The PHP search script
For this website
A micro search engine (quite neat).
Match the search terms
Match $terms and get snippets (if any exist), each with one word on the left of the term(s) and two words to the right, all into the $count variable. As it loops through the pages, search gets up to three snippets with each result, with $count being the number of matches for each result. The results are presented in rows.
$count = preg_match_all("/((\S*\s){0,2})(\b$terms\b)((\s?\S*){0,3})/ui", $alltext, $matches, PREG_SET_ORDER))
Explanation
$alltext is the content of a page. Search loops through all the pages and excludes any that are password-protected.
PREG_SET_ORDER orders results so that $matches[0] is an array of the first set of matches, $matches[1] is an array of the second set of matches, and so on. That is to include the count of matches in each row of results. It would be even better if the results were ordered with the most matches at the top but that seems difficult without slowing it down.
/ / = delimiters
S = non-whitespace character
s = whitespace character
* = 0 or more
? = ungreedy
(.*?) see below:
Eg: (.*?) tells the regex engine: "Match any character zero or more times as few times as possible". The ? after * makes it ungreedy. If you leave it out it will match everything between the first WORD1 and the last WORD2. If you have multiple occurences of WORD2 the ungreedy operator will only match until the first WORD2.

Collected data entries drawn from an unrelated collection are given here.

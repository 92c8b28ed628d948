use itertools::Itertools;

use crate::{
    ast::LExpr,
    errors::{QueryError, QueryErrorKind, QueryResult},
    lir::{self, CoreExpr},
    pathlib::FilePath,
    sema::{nameresolve, ModuleName, Name, NameEnv, Qualify},
    session::{
        Frontend, LoadHowMuch, Lowering, ModSummary, ModuleLoader, NameResolution,
        ParsedModule, PrettyPrinter, SuccessFlag, Target, TypecheckedModule,
    },
    typing::{ClsInst, Fixity, TyThing, TypeEnv},
};

use super::{ModuleSnapshot, Snapshot};

/// A session that answers from a typechecked snapshot instead of running
/// the compiler.
#[derive(Debug)]
pub struct SnapshotSession {
    snapshot: Snapshot,
    targets: Vec<Target>,
    loaded: bool,
    context: Option<ModuleName>,
}

impl SnapshotSession {
    pub fn new(snapshot: Snapshot) -> SnapshotSession {
        SnapshotSession {
            snapshot,
            targets: vec![],
            loaded: false,
            context: None,
        }
    }

    pub fn open(path: &FilePath) -> QueryResult<SnapshotSession> {
        Ok(SnapshotSession::new(super::read(path)?))
    }

    pub fn snapshot(&self) -> &Snapshot {
        &self.snapshot
    }

    fn find_target(&self, target: &Target) -> Option<&ModuleSnapshot> {
        match target {
            Target::File(path) => self
                .snapshot
                .modules
                .iter()
                .find(|m| m.summary.is_for_file(path)),
            Target::Module(name) => self.snapshot.module(name),
        }
    }

    fn lookup_module(&self, name: &ModuleName) -> QueryResult<&ModuleSnapshot> {
        self.snapshot.module(name).ok_or_else(|| {
            QueryError::new(
                QueryErrorKind::Parse,
                format!("Could not find module ‘{}’", name),
            )
        })
    }

    fn context_module(&self) -> QueryResult<&ModuleSnapshot> {
        self.context
            .as_ref()
            .and_then(|name| self.snapshot.module(name))
            .ok_or_else(|| QueryError::new(QueryErrorKind::Name, "No module in context"))
    }

    /// The context module first, then every other module in graph order.
    fn scope(&self) -> impl Iterator<Item = &ModuleSnapshot> {
        let context = self.context.as_ref();
        let first = context.and_then(|name| self.snapshot.module(name));
        first.into_iter().chain(
            self.snapshot
                .modules
                .iter()
                .filter(move |m| Some(m.module()) != context),
        )
    }

    fn report(module: &ModuleSnapshot) {
        for diagnostic in module.diagnostics.iter() {
            log::debug!("[{}] {}", module.module(), diagnostic);
        }
    }
}

impl ModuleLoader for SnapshotSession {
    fn guess_target(&self, path: &FilePath) -> QueryResult<Target> {
        if path.is_empty() {
            return Err(QueryError::new(QueryErrorKind::Load, "empty target"));
        }

        let is_file = path.has_extension("hs")
            || path.has_extension("lhs")
            || path.to_string().contains('/');
        Ok(if is_file {
            Target::File(path.clone())
        } else {
            Target::Module(ModuleName::new(path.to_string()))
        })
    }

    fn set_targets(&mut self, targets: Vec<Target>) {
        log::debug!("targets: {}", targets.iter().join(", "));
        self.targets = targets;
    }

    fn load(&mut self, how_much: LoadHowMuch) -> SuccessFlag {
        self.loaded = true;
        match how_much {
            LoadHowMuch::AllTargets => {
                for target in self.targets.iter() {
                    if self.find_target(target).is_none() {
                        log::warn!("target {} is not in the snapshot", target);
                    }
                }

                let mut flag = SuccessFlag::Succeeded;
                for module in self.snapshot.modules.iter().filter(|m| m.has_errors()) {
                    SnapshotSession::report(module);
                    flag = SuccessFlag::Failed;
                }
                flag
            }
            LoadHowMuch::UpTo(name) => match self.snapshot.module(&name) {
                Some(module) if module.has_errors() => {
                    SnapshotSession::report(module);
                    SuccessFlag::Failed
                }
                Some(_) => SuccessFlag::Succeeded,
                None => {
                    log::debug!("cannot load up to unknown module {}", name);
                    SuccessFlag::Failed
                }
            },
        }
    }

    fn module_graph(&self) -> Vec<ModSummary> {
        if !self.loaded {
            return vec![];
        }

        self.snapshot
            .modules
            .iter()
            .map(|m| m.summary.clone())
            .collect()
    }

    fn set_context(&mut self, module: &ModuleName) -> QueryResult {
        if self.snapshot.module(module).is_none() {
            return Err(QueryError::new(
                QueryErrorKind::Name,
                format!("Could not find module ‘{}’", module),
            ));
        }

        self.context = Some(module.clone());
        Ok(())
    }
}

impl Frontend for SnapshotSession {
    fn parse_module(&mut self, summary: &ModSummary) -> QueryResult<ParsedModule> {
        let module = self.lookup_module(&summary.module)?;
        Ok(ParsedModule {
            summary: module.summary.clone(),
        })
    }

    fn typecheck_module(&mut self, parsed: ParsedModule) -> QueryResult<TypecheckedModule> {
        let module = self.lookup_module(&parsed.summary.module)?;
        Ok(TypecheckedModule {
            summary: parsed.summary,
            binds: module.binds.clone(),
            name_env: module.name_env.clone(),
            type_env: module.type_env.clone(),
        })
    }
}

impl Lowering for SnapshotSession {
    fn lower_expr(
        &self,
        module: &ModuleName,
        name_env: &NameEnv,
        type_env: &TypeEnv,
        expr: &LExpr,
    ) -> Option<CoreExpr> {
        lir::lower_expr(module, name_env, type_env, expr)
    }
}

impl NameResolution for SnapshotSession {
    fn parse_name(&self, input: &str) -> QueryResult<Vec<Name>> {
        let context = self.context_module()?;
        nameresolve::parse_name(&context.name_env, input)
    }

    fn get_info(&self, name: &Name) -> Option<(TyThing, Fixity, Vec<ClsInst>)> {
        let thing = self
            .scope()
            .find_map(|m| m.type_env.lookup(name))?
            .clone();
        let fixity = self
            .scope()
            .find_map(|m| m.type_env.fixity(name))
            .unwrap_or(Fixity::DEFAULT);

        let mut instances: Vec<ClsInst> = vec![];
        for module in self.snapshot.modules.iter() {
            for inst in module.type_env.instances_for(&thing) {
                if !instances.contains(&inst) {
                    instances.push(inst);
                }
            }
        }

        Some((thing, fixity, instances))
    }

    fn print_unqual(&self) -> Qualify {
        match self.context_module() {
            Ok(context) => Qualify::InScope(context.name_env.clone()),
            Err(_) => Qualify::Always,
        }
    }
}

impl PrettyPrinter for SnapshotSession {}

#[cfg(test)]
mod tests {
    use crate::{
        errors::QueryErrorKind,
        pathlib::FilePath,
        sema::{Name, NameEnv},
        session::{
            Frontend, LoadHowMuch, ModSummary, ModuleLoader, NameResolution, SuccessFlag,
            Target,
        },
        snapshot::{ModuleSnapshot, Snapshot},
        typing::{ClsInst, Fixity, Ty, TyThing, TypeEnv},
    };

    use super::SnapshotSession;

    fn greeting() -> Name {
        Name::value("Lib", "greeting")
    }

    fn session() -> SnapshotSession {
        let mut lib_types = TypeEnv::new();
        lib_types.add_thing(TyThing::Id {
            name: greeting(),
            ty: Ty::string(),
            parent: None,
        });
        lib_types.add_instance(ClsInst::new(Name::tycon("GHC.Show", "Show"), vec![Ty::int()]));
        let lib = ModuleSnapshot::new(
            ModSummary::new("Lib".into(), Some(FilePath::from("src/Lib.hs"))),
            vec![greeting()].into_iter().collect(),
            lib_types,
        );

        let main = ModuleSnapshot::new(
            ModSummary::new("Main".into(), Some(FilePath::from("src/Main.hs"))),
            vec![greeting()].into_iter().collect::<NameEnv>(),
            TypeEnv::new(),
        );

        let mut snapshot = Snapshot::new();
        snapshot.add_module(lib);
        snapshot.add_module(main);
        SnapshotSession::new(snapshot)
    }

    #[test]
    fn guesses_files_and_modules() {
        let session = session();
        assert_eq!(
            session.guess_target(&FilePath::from("src/Main.hs")).unwrap(),
            Target::File(FilePath::from("src/Main.hs"))
        );
        assert_eq!(
            session.guess_target(&FilePath::from("Data.Map")).unwrap(),
            Target::Module("Data.Map".into())
        );
        assert_eq!(
            session.guess_target(&FilePath::from("Main.lhs")).unwrap(),
            Target::File(FilePath::from("Main.lhs"))
        );
        assert_eq!(
            session.guess_target(&FilePath::from("Main")).unwrap(),
            Target::Module("Main".into())
        );
        assert!(session.guess_target(&FilePath::new()).is_err());
    }

    #[test]
    fn module_graph_is_empty_until_loaded() {
        let mut session = session();
        assert!(session.module_graph().is_empty());
        session.set_targets(vec![Target::File(FilePath::from("src/Main.hs"))]);
        assert_eq!(session.load(LoadHowMuch::AllTargets), SuccessFlag::Succeeded);
        assert_eq!(session.module_graph().len(), 2);
    }

    #[test]
    fn diagnostics_fail_the_load() {
        let mut session = session();
        session.snapshot.modules[0]
            .diagnostics
            .push(str!("src/Lib.hs:3:1: error: Variable not in scope"));
        assert_eq!(session.load(LoadHowMuch::AllTargets), SuccessFlag::Failed);
        assert_eq!(session.load(LoadHowMuch::UpTo("Main".into())), SuccessFlag::Succeeded);
        assert_eq!(session.load(LoadHowMuch::UpTo("Lib".into())), SuccessFlag::Failed);
        assert_eq!(session.load(LoadHowMuch::UpTo("Other".into())), SuccessFlag::Failed);
    }

    #[test]
    fn unknown_modules_do_not_parse() {
        let mut session = session();
        let summary = ModSummary::new("Other".into(), None);
        let err = session.parse_module(&summary).unwrap_err();
        assert_eq!(err.kind, QueryErrorKind::Parse);
    }

    #[test]
    fn names_need_a_context() {
        let mut session = session();
        let err = session.parse_name("greeting").unwrap_err();
        assert_eq!(err.kind, QueryErrorKind::Name);

        session.set_context(&"Main".into()).unwrap();
        assert_eq!(session.parse_name("greeting").unwrap(), vec![greeting()]);
    }

    #[test]
    fn info_falls_back_to_other_modules() {
        let mut session = session();
        session.set_context(&"Main".into()).unwrap();
        let (thing, fixity, instances) = session.get_info(&greeting()).unwrap();
        assert_eq!(thing.name(), &greeting());
        assert_eq!(fixity, Fixity::DEFAULT);
        assert!(instances.is_empty());
        assert!(session.get_info(&Name::value("Lib", "missing")).is_none());
    }
}
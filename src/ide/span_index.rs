use crate::{
    ast::{walk_binds, LBind, LExpr, LPat, WalkItem},
    span::{Located, Pos},
};

/// The nodes of each kind whose source contains the query position, in
/// walk order.
#[derive(Debug, Default)]
pub struct Candidates<'a> {
    pub binds: Vec<&'a LBind>,
    pub exprs: Vec<&'a LExpr>,
    pub pats: Vec<&'a LPat>,
}

impl<'a> Candidates<'a> {
    pub fn len(&self) -> usize {
        self.binds.len() + self.exprs.len() + self.pats.len()
    }

    pub fn is_empty(&self) -> bool {
        self.len() == 0
    }
}

fn covers<T>(node: &Located<T>, pos: Pos) -> bool {
    node.src().is_good() && node.src().contains(pos)
}

/// Walks every binding, expression and pattern once. Nodes without a
/// real source location are never candidates.
pub fn search(binds: &[LBind], pos: Pos) -> Candidates<'_> {
    let mut found = Candidates::default();
    for item in walk_binds(binds) {
        match item {
            WalkItem::Bind(bind) if covers(bind, pos) => found.binds.push(bind),
            WalkItem::Expr(expr) if covers(expr, pos) => found.exprs.push(expr),
            WalkItem::Pat(pat) if covers(pat, pos) => found.pats.push(pat),
            _ => {}
        }
    }

    log::debug!(
        "{} candidate(s) at {}: {} binding(s), {} expression(s), {} pattern(s)",
        found.len(),
        pos,
        found.binds.len(),
        found.exprs.len(),
        found.pats.len()
    );
    found
}
use fnv::FnvHashMap;
use serde::{Deserialize, Serialize};

use crate::sema::{ModuleName, Name};

use super::ty::{Pred, Ty, TyVar};

#[derive(Clone, Copy, Debug, PartialEq, Eq, Hash, Serialize, Deserialize)]
pub enum Assoc {
    Left,
    Right,
    None,
}

#[derive(Clone, Copy, Debug, PartialEq, Eq, Hash, Serialize, Deserialize)]
pub struct Fixity {
    pub prec: u8,
    pub assoc: Assoc,
}

impl Fixity {
    /// Operators without a declaration are `infixl 9`.
    pub const DEFAULT: Fixity = Fixity {
        prec: 9,
        assoc: Assoc::Left,
    };

    pub fn new(prec: u8, assoc: Assoc) -> Fixity {
        Fixity { prec, assoc }
    }

    pub fn is_default(&self) -> bool {
        *self == Fixity::DEFAULT
    }

    pub fn keyword(&self) -> &'static str {
        match self.assoc {
            Assoc::Left => "infixl",
            Assoc::Right => "infixr",
            Assoc::None => "infix",
        }
    }
}

impl Default for Fixity {
    fn default() -> Self {
        Fixity::DEFAULT
    }
}

/// A class instance, e.g. `instance Eq a => Eq [a]`.
#[derive(Clone, Debug, PartialEq, Eq, Serialize, Deserialize)]
pub struct ClsInst {
    pub class: Name,
    pub tys: Vec<Ty>,
    pub context: Vec<Pred>,
    pub module: Option<ModuleName>,
}

impl ClsInst {
    pub fn new(class: Name, tys: Vec<Ty>) -> ClsInst {
        ClsInst {
            class,
            tys,
            context: vec![],
            module: None,
        }
    }
}

#[derive(Clone, Debug, PartialEq, Eq, Serialize, Deserialize)]
pub struct DataConSig {
    pub name: Name,
    pub fields: Vec<Ty>,
}

#[derive(Clone, Debug, PartialEq, Eq, Serialize, Deserialize)]
pub struct MethodSig {
    pub name: Name,
    pub ty: Ty,
}

/// Everything the typechecker knows about a top-level name.
#[derive(Clone, Debug, PartialEq, Eq, Serialize, Deserialize)]
pub enum TyThing {
    /// Functions, values, record selectors and class methods. Selectors
    /// and methods have their type or class as parent.
    Id {
        name: Name,
        ty: Ty,
        parent: Option<Name>,
    },
    DataCon {
        name: Name,
        ty: Ty,
        parent: Name,
    },
    TyCon {
        name: Name,
        vars: Vec<TyVar>,
        data_cons: Vec<DataConSig>,
    },
    Class {
        name: Name,
        vars: Vec<TyVar>,
        methods: Vec<MethodSig>,
    },
}

impl TyThing {
    pub fn name(&self) -> &Name {
        match self {
            TyThing::Id { name, .. }
            | TyThing::DataCon { name, .. }
            | TyThing::TyCon { name, .. }
            | TyThing::Class { name, .. } => name,
        }
    }

    pub fn parent(&self) -> Option<&Name> {
        match self {
            TyThing::Id { parent, .. } => parent.as_ref(),
            TyThing::DataCon { parent, .. } => Some(parent),
            TyThing::TyCon { .. } | TyThing::Class { .. } => None,
        }
    }
}

/// The typechecker's view of the names a module can see: their
/// `TyThing`s, fixities, visible instances and the evidence bound for
/// class constraints.
#[derive(Clone, Debug, Default, PartialEq, Eq, Serialize, Deserialize)]
pub struct TypeEnv {
    things: FnvHashMap<Name, TyThing>,
    fixities: FnvHashMap<Name, Fixity>,
    instances: Vec<ClsInst>,
    evidence: FnvHashMap<Name, Pred>,
}

impl TypeEnv {
    pub fn new() -> TypeEnv {
        TypeEnv::default()
    }

    pub fn add_thing(&mut self, thing: TyThing) {
        self.things.insert(thing.name().clone(), thing);
    }

    pub fn lookup(&self, name: &Name) -> Option<&TyThing> {
        self.things.get(name)
    }

    pub fn set_fixity(&mut self, name: Name, fixity: Fixity) {
        self.fixities.insert(name, fixity);
    }

    pub fn fixity(&self, name: &Name) -> Option<Fixity> {
        self.fixities.get(name).copied()
    }

    pub fn add_instance(&mut self, inst: ClsInst) {
        self.instances.push(inst);
    }

    pub fn instances(&self) -> &[ClsInst] {
        &self.instances
    }

    /// Instances that describe `thing`: a class's instances, or the
    /// instances whose head mentions a type constructor. Kept in
    /// declaration order.
    pub fn instances_for(&self, thing: &TyThing) -> Vec<ClsInst> {
        self.instances
            .iter()
            .filter(|inst| match thing {
                TyThing::Class { name, .. } => &inst.class == name,
                TyThing::TyCon { name, .. } => inst.tys.iter().any(|ty| ty.mentions(name)),
                TyThing::Id { .. } | TyThing::DataCon { .. } => false,
            })
            .cloned()
            .collect()
    }

    pub fn bind_evidence(&mut self, var: Name, pred: Pred) {
        self.evidence.insert(var, pred);
    }

    pub fn evidence(&self, var: &Name) -> Option<&Pred> {
        self.evidence.get(var)
    }
}
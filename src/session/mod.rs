//! The compiler session the queries run against.
//!
//! Module loading, parsing, typechecking, lowering, name resolution and
//! pretty printing all belong to the host session. The query driver only
//! sees them through the traits here and is generic over any `Session`.

use std::fmt;

use serde::{Deserialize, Serialize};

use crate::{
    ast::{LBind, LExpr},
    errors::QueryResult,
    lir::{self, CoreExpr},
    pathlib::FilePath,
    sema::{ModuleName, Name, NameEnv, Qualify},
    typing::{pretty, ClsInst, Fixity, Ty, TyThing, TypeEnv},
};

#[derive(Clone, Debug, PartialEq, Eq)]
pub enum Target {
    File(FilePath),
    Module(ModuleName),
}

impl fmt::Display for Target {
    fn fmt(&self, f: &mut fmt::Formatter<'_>) -> fmt::Result {
        match self {
            Target::File(path) => write!(f, "{}", path),
            Target::Module(module) => write!(f, "{}", module),
        }
    }
}

#[derive(Clone, Debug, PartialEq, Eq)]
pub enum LoadHowMuch {
    AllTargets,
    UpTo(ModuleName),
}

#[derive(Copy, Clone, Debug, PartialEq, Eq)]
pub enum SuccessFlag {
    Succeeded,
    Failed,
}

impl SuccessFlag {
    pub fn succeeded(self) -> bool {
        matches!(self, SuccessFlag::Succeeded)
    }
}

/// A module in the module graph and the source file it came from, if any.
#[derive(Clone, Debug, PartialEq, Eq, Serialize, Deserialize)]
pub struct ModSummary {
    pub module: ModuleName,
    pub hs_file: Option<FilePath>,
}

impl ModSummary {
    pub fn new(module: ModuleName, hs_file: Option<FilePath>) -> ModSummary {
        ModSummary { module, hs_file }
    }

    pub fn is_for_file(&self, path: &FilePath) -> bool {
        self.hs_file
            .as_ref()
            .map_or(false, |file| file.same_file(path))
    }
}

#[derive(Clone, Debug)]
pub struct ParsedModule {
    pub summary: ModSummary,
}

#[derive(Clone, Debug)]
pub struct TypecheckedModule {
    pub summary: ModSummary,
    pub binds: Vec<LBind>,
    pub name_env: NameEnv,
    pub type_env: TypeEnv,
}

impl TypecheckedModule {
    pub fn module(&self) -> &ModuleName {
        &self.summary.module
    }
}

pub trait ModuleLoader {
    fn guess_target(&self, path: &FilePath) -> QueryResult<Target>;

    fn set_targets(&mut self, targets: Vec<Target>);

    fn load(&mut self, how_much: LoadHowMuch) -> SuccessFlag;

    fn module_graph(&self) -> Vec<ModSummary>;

    /// Makes `module` the scope names are parsed and printed in.
    fn set_context(&mut self, module: &ModuleName) -> QueryResult;
}

pub trait Frontend {
    fn parse_module(&mut self, summary: &ModSummary) -> QueryResult<ParsedModule>;

    fn typecheck_module(&mut self, parsed: ParsedModule) -> QueryResult<TypecheckedModule>;
}

pub trait Lowering {
    /// Lowers a typechecked expression. `None` means the expression has
    /// no lowered form, which is not an error.
    fn lower_expr(
        &self,
        module: &ModuleName,
        name_env: &NameEnv,
        type_env: &TypeEnv,
        expr: &LExpr,
    ) -> Option<CoreExpr>;

    fn type_of(&self, expr: &CoreExpr) -> Ty {
        lir::expr_type(expr)
    }
}

pub trait NameResolution {
    fn parse_name(&self, input: &str) -> QueryResult<Vec<Name>>;

    fn get_info(&self, name: &Name) -> Option<(TyThing, Fixity, Vec<ClsInst>)>;

    /// The qualification policy of the current context.
    fn print_unqual(&self) -> Qualify;
}

pub trait PrettyPrinter {
    fn render_type(&self, ty: &Ty, q: &Qualify) -> String {
        pretty::render_type(ty, q)
    }

    fn render_info(
        &self,
        thing: &TyThing,
        fixity: &Fixity,
        instances: &[ClsInst],
        q: &Qualify,
    ) -> String {
        pretty::render_info(thing, fixity, instances, q)
    }
}

pub trait Session: ModuleLoader + Frontend + Lowering + NameResolution + PrettyPrinter {}

impl<T> Session for T where T: ModuleLoader + Frontend + Lowering + NameResolution + PrettyPrinter {}
use crate::span::Source;

use colored::*;
use std::fmt;
use std::io;

pub type QueryResult<T = ()> = Result<T, QueryError>;

#[derive(Copy, Clone, Debug, Eq, PartialEq, Hash)]
pub enum QueryErrorKind {
    Load,
    ModuleNotFound,
    Parse,
    Name,
    Snapshot,
    IO,
}

impl fmt::Display for QueryErrorKind {
    fn fmt(&self, f: &mut fmt::Formatter<'_>) -> fmt::Result {
        write!(
            f,
            "{}",
            match self {
                QueryErrorKind::Load => "load error",
                QueryErrorKind::ModuleNotFound => "module error",
                QueryErrorKind::Parse => "parse error",
                QueryErrorKind::Name => "name error",
                QueryErrorKind::Snapshot => "snapshot error",
                QueryErrorKind::IO => "i/o error",
            }
        )
    }
}

#[derive(Debug, Clone, PartialEq, Eq)]
pub struct QueryError {
    pub msg: String,
    pub src: Vec<Source>,
    pub kind: QueryErrorKind,
}

impl fmt::Display for QueryError {
    fn fmt(&self, f: &mut fmt::Formatter<'_>) -> fmt::Result {
        write!(f, "{}", self.msg)
    }
}

impl std::error::Error for QueryError {}

impl QueryError {
    pub fn new<S: Into<String>>(kind: QueryErrorKind, msg: S) -> QueryError {
        QueryError {
            msg: msg.into(),
            src: vec![],
            kind,
        }
    }

    pub fn load_failure() -> QueryError {
        QueryError::new(QueryErrorKind::Load, "Error loading targets")
    }

    pub fn module_not_found() -> QueryError {
        QueryError::new(
            QueryErrorKind::ModuleNotFound,
            "Module not found in module graph",
        )
    }

    pub fn with_src(mut self, src: Source) -> QueryError {
        self.src.push(src);
        self
    }

    pub fn emit(&self) {
        let kind = format!("{}:", self.kind);
        let indent = " ".repeat(kind.len() + 1);
        let msg = self
            .msg
            .lines()
            .enumerate()
            .map(|(i, s)| {
                if i == 0 {
                    s.to_string()
                } else {
                    format!("{}{}", indent, s)
                }
            })
            .collect::<Vec<_>>()
            .join("\n");

        eprintln!("{} {}", kind.bold().red(), msg.bold());

        let arrow = "-->".bold();
        for src in self.src.iter() {
            eprintln!(" {} {}", arrow, src);
        }
    }
}

impl From<io::Error> for QueryError {
    fn from(err: io::Error) -> QueryError {
        QueryError::new(QueryErrorKind::IO, err.to_string())
    }
}

impl From<bincode::Error> for QueryError {
    fn from(err: bincode::Error) -> QueryError {
        QueryError::new(
            QueryErrorKind::Snapshot,
            format!("malformed snapshot: {}", err),
        )
    }
}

(\S*\s) = 0 or more non-whitespace characters followed by a whitespace character
i.e. a string of characters (a word) followed by a space
{0,2} = match 0-2
(\S*\s){0,2}) = 0 or 2 'words' each followed by a space
(\b$terms\b) = search terms enclosed by a word boundary
(\s?\S*) = the first whitespace character (ungreedily) followed by 0 or more non-whitespace characters
i.e. a space followed by string of characters (a word)
{0,3} = match 0-3
((\s?\S*){0,3}) = 0-3 'words' each preceded by a space
/ui 'u' is the unicode flag and 'i' is the ignore case flag